# Monument alternative?



## marshtj (Apr 9, 2018)

It appears that the smaller packages of Monument have been discontinued. Is there a new generic version available or a decent alternative?


----------



## Movingshrub (Jun 12, 2017)

What are you trying to control?


----------



## marshtj (Apr 9, 2018)

Just looking to restock and I thought Monument did a better job on the Poa and had a broader spectrum.


----------



## Movingshrub (Jun 12, 2017)

Take a look at katana or revolver.


----------



## Movingshrub (Jun 12, 2017)

Just noticed the size of your yard. You may consider seeing if anyone would be willing to do a split on Katana, Revolver, or Monument.


----------



## gardencityboy (Mar 8, 2018)

I am trying to use Quali-Pro Negate 37WG for my Poa annua problem. I have a similar lawn size and found monument to be too expensive for the bulk purchase.
Note: Negate is not recommended for residential application but I bought it anyway, calculated 1K usage and applied last weekend. Yet to see results. 
Calculation for application https://thelawnforum.com/viewtopic.php?f=2&t=2286


----------



## Movingshrub (Jun 12, 2017)

@gardencityboy - What led you to pick negate (MSM + Rimsulfuron) versus straight rimsulfuron?


----------



## gardencityboy (Mar 8, 2018)

Movingshrub said:


> @gardencityboy - What led you to pick negate (MSM + Rimsulfuron) versus straight rimsulfuron?


I guess it was the up front price and the quantity to be used per 1K. 
1.5 oz would last a long time.


----------



## Greendoc (Mar 24, 2018)

Monument does not go bad if kept dry. Besides, each 5 Gram portion is in its own foil envelope. It is also a good multi task herbicide. One of my options for grassy and sedge weeds. 25 Gram is not that much. @marshtj you will be able to get 12 applications out of a 25 gram box.

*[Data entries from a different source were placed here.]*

//! Shell completion generation for pantry

use clap::CommandFactory;
use clap_complete::{Shell, generate};
use std::io::Write;

use crate::cli::CliArgs;
use crate::error::{ConfigError, Result};

/// Write a completion script for `shell_name` to `out`
///
/// # Arguments
/// * `shell_name` - Shell type (bash, zsh, fish, powershell, elvish)
/// * `out` - Destination for the script
pub fn generate_completion(shell_name: &str, out: &mut dyn Write) -> Result<()> {
    let shell = parse_shell(shell_name)?;
    let mut cmd = CliArgs::command();
    let mut buffer = Vec::new();
    generate(shell, &mut cmd, "pantry", &mut buffer);
    out.write_all(&buffer)?;
    Ok(())
}

/// Parse shell name string to Shell enum
fn parse_shell(shell_name: &str) -> Result<Shell> {
    match shell_name.to_lowercase().as_str() {
        "bash" => Ok(Shell::Bash),
        "zsh" => Ok(Shell::Zsh),
        "fish" => Ok(Shell::Fish),
        "powershell" | "pwsh" => Ok(Shell::PowerShell),
        "elvish" => Ok(Shell::Elvish),
        _ => Err(ConfigError::InvalidValue {
            field: "shell".to_string(),
            value: shell_name.to_string(),
        }
        .into()),
    }
}
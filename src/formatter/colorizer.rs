//! Color output support for terminal formatting

/// ANSI color codes for terminal output
pub struct AnsiColors;

impl AnsiColors {
    pub const RESET: &'static str = "\x1b[0m";
    pub const BOLD: &'static str = "\x1b[1m";
    pub const DIM: &'static str = "\x1b[2m";

    pub const RED: &'static str = "\x1b[31m";
    pub const GREEN: &'static str = "\x1b[32m";
    pub const YELLOW: &'static str = "\x1b[33m";
    pub const CYAN: &'static str = "\x1b[36m";
}

/// Applies message colors when enabled
#[derive(Debug, Clone, Copy)]
pub struct Colorizer {
    enabled: bool,
}

impl Colorizer {
    /// Create a new colorizer
    ///
    /// # Arguments
    /// * `enabled` - Enable color output
    pub fn new(enabled: bool) -> Self {
        Self { enabled }
    }

    fn paint(&self, code: &str, text: &str) -> String {
        if self.enabled {
            format!("{code}{text}{}", AnsiColors::RESET)
        } else {
            text.to_string()
        }
    }

    /// Colorize text as success (green)
    pub fn success(&self, text: &str) -> String {
        self.paint(AnsiColors::GREEN, text)
    }

    /// Colorize text as error (red), with an `Error:` prefix
    pub fn error(&self, text: &str) -> String {
        self.paint(AnsiColors::RED, &format!("Error: {text}"))
    }

    /// Colorize text as warning (yellow)
    pub fn warning(&self, text: &str) -> String {
        self.paint(AnsiColors::YELLOW, text)
    }

    /// Colorize a highlighted suggestion (bold cyan)
    pub fn highlight(&self, text: &str) -> String {
        self.paint(&format!("{}{}", AnsiColors::BOLD, AnsiColors::CYAN), text)
    }

    /// Dim secondary text
    pub fn dim(&self, text: &str) -> String {
        self.paint(AnsiColors::DIM, text)
    }
}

Given how powerful Monument is, I thought a 0.5G envelope was too much. 0.5G is what i typically would use over 1500 to 2000 sq ft as a broadcast spray. I could see it going very wrong very fast if someone was putting in an envelope per gallon and not covering 1500-2000 sq ft evenly.


----------



## kur1j (Jul 2, 2017)

Greendoc said:


> Monument does not go bad if kept dry. Besides, each 5 Gram portion is in its own foil envelope. It is also a good multi task herbicide. One of my options for grassy and sedge weeds. 25 Gram is not that much. @marshtj you will be able to get 12 applications out of a 25 gram box.
> 
> Given how powerful Monument is, I thought a 0.5G envelope was too much. 0.5G is what i typically would use over 1500 to 2000 sq ft as a broadcast spray. I could see it going very wrong very fast if someone was putting in an envelope per gallon and not covering 1500-2000 sq ft evenly.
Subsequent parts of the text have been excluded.